Task requirements: Copy each line of the data below with the word "format".

Collected data:
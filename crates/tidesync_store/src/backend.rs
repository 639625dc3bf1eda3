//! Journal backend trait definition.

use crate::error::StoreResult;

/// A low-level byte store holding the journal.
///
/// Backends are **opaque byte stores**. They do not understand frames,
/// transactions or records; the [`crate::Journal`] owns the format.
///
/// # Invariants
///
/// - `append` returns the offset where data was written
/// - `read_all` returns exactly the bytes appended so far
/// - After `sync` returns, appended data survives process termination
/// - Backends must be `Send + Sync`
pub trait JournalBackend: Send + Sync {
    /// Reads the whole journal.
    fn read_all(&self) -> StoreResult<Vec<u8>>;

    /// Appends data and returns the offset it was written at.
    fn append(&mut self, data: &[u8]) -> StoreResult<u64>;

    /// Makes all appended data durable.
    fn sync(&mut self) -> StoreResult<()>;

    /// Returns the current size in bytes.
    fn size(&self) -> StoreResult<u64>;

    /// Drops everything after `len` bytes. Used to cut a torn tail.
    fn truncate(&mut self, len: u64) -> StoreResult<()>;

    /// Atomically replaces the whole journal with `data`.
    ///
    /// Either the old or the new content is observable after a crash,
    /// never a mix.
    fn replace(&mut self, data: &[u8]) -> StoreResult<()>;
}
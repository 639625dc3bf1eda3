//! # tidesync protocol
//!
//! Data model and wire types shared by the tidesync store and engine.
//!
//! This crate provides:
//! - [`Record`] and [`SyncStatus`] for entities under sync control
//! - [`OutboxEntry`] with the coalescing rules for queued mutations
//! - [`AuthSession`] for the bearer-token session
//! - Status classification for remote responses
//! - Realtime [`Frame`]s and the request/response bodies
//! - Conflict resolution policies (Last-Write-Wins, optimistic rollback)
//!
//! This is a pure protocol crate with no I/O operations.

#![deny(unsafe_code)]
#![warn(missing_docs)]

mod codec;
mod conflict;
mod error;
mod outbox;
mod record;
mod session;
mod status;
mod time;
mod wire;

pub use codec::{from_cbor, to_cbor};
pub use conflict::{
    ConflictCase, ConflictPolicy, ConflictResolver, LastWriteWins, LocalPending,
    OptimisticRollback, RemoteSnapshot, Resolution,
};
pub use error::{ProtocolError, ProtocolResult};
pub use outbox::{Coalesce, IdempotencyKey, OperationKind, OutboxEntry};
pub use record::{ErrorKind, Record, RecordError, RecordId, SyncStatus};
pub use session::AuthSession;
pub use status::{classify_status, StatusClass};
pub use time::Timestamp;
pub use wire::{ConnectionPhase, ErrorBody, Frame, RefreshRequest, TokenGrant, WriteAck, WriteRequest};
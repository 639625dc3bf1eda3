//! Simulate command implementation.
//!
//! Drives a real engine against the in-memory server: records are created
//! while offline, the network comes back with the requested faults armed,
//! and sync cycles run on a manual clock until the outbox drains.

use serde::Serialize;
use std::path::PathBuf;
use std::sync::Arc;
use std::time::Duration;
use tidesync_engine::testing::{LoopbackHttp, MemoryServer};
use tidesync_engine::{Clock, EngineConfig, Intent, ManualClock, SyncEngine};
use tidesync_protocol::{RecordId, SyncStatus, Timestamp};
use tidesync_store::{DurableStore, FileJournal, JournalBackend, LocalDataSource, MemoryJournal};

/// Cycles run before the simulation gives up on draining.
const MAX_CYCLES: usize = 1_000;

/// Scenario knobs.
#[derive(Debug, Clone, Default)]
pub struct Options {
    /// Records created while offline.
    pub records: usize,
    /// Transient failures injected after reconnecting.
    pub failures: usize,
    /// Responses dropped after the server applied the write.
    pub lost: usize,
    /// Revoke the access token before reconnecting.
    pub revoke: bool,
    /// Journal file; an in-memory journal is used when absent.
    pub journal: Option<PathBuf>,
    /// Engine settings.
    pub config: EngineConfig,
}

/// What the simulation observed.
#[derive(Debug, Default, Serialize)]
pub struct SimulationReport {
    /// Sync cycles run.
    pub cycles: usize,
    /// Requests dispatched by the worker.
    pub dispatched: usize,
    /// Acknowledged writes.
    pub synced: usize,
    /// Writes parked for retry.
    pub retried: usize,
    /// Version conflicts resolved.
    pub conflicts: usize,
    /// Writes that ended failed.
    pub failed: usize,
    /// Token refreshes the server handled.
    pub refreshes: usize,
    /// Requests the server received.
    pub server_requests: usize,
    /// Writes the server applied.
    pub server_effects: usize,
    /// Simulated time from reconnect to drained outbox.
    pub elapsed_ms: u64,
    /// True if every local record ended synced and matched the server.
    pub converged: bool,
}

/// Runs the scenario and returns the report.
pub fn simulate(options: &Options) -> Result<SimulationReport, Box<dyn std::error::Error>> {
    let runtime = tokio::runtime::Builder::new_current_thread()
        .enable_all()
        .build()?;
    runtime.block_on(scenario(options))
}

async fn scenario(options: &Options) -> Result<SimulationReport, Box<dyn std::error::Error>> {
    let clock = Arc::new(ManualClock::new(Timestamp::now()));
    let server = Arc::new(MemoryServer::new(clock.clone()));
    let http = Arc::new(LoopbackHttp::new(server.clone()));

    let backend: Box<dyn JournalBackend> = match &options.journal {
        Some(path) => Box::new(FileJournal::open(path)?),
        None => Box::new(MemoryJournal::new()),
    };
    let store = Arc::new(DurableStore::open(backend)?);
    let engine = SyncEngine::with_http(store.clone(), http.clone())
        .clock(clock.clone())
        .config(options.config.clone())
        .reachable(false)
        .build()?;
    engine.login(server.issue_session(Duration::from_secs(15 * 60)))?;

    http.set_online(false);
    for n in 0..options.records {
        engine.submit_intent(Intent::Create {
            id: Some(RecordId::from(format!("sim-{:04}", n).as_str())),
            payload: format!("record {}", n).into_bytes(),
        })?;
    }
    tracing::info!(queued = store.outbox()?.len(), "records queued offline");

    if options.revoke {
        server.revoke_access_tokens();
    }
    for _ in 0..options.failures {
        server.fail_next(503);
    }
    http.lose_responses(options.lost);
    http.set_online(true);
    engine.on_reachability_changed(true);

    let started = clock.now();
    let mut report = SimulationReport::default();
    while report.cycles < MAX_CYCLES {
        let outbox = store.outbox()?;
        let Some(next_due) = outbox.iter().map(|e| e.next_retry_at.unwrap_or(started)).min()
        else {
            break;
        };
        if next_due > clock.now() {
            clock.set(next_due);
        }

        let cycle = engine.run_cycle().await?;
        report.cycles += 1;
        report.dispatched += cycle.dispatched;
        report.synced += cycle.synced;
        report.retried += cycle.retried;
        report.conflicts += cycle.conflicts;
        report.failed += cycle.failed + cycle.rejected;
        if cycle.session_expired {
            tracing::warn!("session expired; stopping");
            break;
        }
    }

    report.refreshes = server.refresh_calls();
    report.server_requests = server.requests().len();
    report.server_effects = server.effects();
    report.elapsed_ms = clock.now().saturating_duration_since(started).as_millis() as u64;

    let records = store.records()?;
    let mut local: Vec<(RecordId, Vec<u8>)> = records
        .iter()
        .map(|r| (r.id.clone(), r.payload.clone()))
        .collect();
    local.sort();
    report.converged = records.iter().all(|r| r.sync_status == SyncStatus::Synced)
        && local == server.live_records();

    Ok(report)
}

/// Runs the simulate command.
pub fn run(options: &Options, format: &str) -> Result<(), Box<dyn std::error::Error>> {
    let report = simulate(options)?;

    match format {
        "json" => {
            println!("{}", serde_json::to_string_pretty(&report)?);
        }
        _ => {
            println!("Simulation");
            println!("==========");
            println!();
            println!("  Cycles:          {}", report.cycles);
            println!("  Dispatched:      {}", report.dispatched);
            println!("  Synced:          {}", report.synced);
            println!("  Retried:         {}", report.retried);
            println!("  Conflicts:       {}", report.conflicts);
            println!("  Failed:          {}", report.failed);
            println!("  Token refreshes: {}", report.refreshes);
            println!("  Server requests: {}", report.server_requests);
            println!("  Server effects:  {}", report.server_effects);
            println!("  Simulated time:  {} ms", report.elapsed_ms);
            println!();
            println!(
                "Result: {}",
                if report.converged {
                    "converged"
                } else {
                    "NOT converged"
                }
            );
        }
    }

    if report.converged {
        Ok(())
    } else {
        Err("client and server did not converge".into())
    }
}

* * *

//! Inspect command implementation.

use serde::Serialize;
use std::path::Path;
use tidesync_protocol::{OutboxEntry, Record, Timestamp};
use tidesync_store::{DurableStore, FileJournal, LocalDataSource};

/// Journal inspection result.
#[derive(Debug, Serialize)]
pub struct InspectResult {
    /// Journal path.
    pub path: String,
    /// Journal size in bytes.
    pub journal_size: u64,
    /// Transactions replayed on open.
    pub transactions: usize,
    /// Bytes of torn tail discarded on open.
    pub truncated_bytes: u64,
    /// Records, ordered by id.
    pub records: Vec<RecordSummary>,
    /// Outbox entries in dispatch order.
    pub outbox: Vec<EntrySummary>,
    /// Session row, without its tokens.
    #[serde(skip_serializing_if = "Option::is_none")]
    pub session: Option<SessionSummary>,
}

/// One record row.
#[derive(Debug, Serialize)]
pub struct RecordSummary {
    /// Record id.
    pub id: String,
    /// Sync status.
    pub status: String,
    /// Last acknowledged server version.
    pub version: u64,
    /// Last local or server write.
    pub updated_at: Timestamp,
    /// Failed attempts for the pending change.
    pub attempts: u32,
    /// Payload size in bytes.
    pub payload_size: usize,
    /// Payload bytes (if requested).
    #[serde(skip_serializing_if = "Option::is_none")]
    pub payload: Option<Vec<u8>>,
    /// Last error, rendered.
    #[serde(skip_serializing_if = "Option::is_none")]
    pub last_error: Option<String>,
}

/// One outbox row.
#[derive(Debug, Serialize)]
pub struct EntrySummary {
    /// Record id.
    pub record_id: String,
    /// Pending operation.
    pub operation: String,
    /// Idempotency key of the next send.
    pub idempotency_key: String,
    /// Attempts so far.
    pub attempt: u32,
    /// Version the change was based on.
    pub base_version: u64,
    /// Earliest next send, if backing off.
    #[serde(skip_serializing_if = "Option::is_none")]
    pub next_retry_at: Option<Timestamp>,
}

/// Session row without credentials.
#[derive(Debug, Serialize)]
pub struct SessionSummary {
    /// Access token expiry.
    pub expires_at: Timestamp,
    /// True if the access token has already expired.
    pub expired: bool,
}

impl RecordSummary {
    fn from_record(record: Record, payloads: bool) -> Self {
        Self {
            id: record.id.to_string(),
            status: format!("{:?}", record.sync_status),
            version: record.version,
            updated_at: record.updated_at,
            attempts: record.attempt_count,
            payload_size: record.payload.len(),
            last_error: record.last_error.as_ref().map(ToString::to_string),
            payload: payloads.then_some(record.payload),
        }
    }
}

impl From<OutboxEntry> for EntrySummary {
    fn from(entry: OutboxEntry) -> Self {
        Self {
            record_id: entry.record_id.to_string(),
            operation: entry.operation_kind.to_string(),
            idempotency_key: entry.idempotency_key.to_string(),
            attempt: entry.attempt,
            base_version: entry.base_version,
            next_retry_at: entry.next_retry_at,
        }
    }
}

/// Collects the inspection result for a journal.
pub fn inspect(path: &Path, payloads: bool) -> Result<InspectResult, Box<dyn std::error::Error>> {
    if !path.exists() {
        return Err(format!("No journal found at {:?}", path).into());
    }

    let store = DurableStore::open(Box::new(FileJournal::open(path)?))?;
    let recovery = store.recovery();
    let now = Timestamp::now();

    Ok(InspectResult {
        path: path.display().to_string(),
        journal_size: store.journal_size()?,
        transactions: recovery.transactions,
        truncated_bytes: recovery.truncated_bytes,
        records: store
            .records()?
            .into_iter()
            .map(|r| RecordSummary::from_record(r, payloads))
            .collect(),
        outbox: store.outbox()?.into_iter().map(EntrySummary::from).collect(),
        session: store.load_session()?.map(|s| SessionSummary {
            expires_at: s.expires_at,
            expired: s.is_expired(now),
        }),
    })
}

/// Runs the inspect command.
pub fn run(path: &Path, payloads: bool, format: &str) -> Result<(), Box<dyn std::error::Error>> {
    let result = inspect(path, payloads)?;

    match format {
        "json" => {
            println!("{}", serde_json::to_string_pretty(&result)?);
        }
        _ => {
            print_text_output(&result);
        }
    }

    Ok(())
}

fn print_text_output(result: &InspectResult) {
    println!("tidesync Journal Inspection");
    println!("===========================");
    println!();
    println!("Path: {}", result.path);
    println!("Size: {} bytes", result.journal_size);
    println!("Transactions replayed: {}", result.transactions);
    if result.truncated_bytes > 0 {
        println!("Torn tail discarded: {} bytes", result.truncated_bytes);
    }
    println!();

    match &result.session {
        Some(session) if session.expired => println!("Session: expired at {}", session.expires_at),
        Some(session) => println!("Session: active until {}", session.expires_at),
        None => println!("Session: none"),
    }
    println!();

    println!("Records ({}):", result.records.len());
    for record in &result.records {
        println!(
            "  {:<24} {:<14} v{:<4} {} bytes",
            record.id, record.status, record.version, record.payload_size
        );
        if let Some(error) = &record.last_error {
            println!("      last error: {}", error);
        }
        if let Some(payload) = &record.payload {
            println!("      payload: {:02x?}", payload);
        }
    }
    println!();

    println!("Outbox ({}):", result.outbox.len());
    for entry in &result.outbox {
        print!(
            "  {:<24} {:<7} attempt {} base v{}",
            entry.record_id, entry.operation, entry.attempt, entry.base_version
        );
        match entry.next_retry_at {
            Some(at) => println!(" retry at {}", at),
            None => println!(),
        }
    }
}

Completed task:
/// transactions or records; the [`crate::Journal`] owns the format.
            id: Some(RecordId::from(format!("sim-{:04}", n).as_str())),
            payload: format!("record {}", n).into_bytes(),
pub fn run(options: &Options, format: &str) -> Result<(), Box<dyn std::error::Error>> {
    match format {
            status: format!("{:?}", record.sync_status),
        return Err(format!("No journal found at {:?}", path).into());
pub fn run(path: &Path, payloads: bool, format: &str) -> Result<(), Box<dyn std::error::Error>> {
    match format {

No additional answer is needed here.